## [Directions for this task]
Please retype the listing below, matching every line exactly.

## [Excerpted data]
//! # cplane-proxy
//!
//! The connector registry (C5), the SMTP/IMAP protocol adapter (C6),
//! the outbound HTTP proxy (C7), RFC 5849 OAuth 1.0a signing, and the
//! governed execution pipeline (C9) that wires registry + proxy +
//! `cplane-governance` into a single entry point.

pub mod governed_proxy;
pub mod oauth1;
pub mod protocol_adapter;
pub mod proxy;
pub mod registry;

pub use governed_proxy::GovernedConnectorProxy;
pub use protocol_adapter::{ProtocolAdapter, ProtocolAdapterConfig};
pub use proxy::{ConnectorProxy, DomainValidator};
pub use registry::{ConnectorEntry, ConnectorRegistry};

## [Answer box]
//! # cplane-proxy
//!
//! The connector registry (C5), the SMTP/IMAP protocol adapter (C6),
//! the outbound HTTP proxy (C7), RFC 5849 OAuth 1.0a signing, and the
//! governed execution pipeline (C9) that wires registry + proxy +
//! `cplane-governance` into a single entry point.

pub mod governed_proxy;
pub mod oauth1;
pub mod protocol_adapter;
pub mod proxy;
pub mod registry;

pub use governed_proxy::GovernedConnectorProxy;
pub use protocol_adapter::{ProtocolAdapter, ProtocolAdapterConfig};
pub use proxy::{ConnectorProxy, DomainValidator};
pub use registry::{ConnectorEntry, ConnectorRegistry};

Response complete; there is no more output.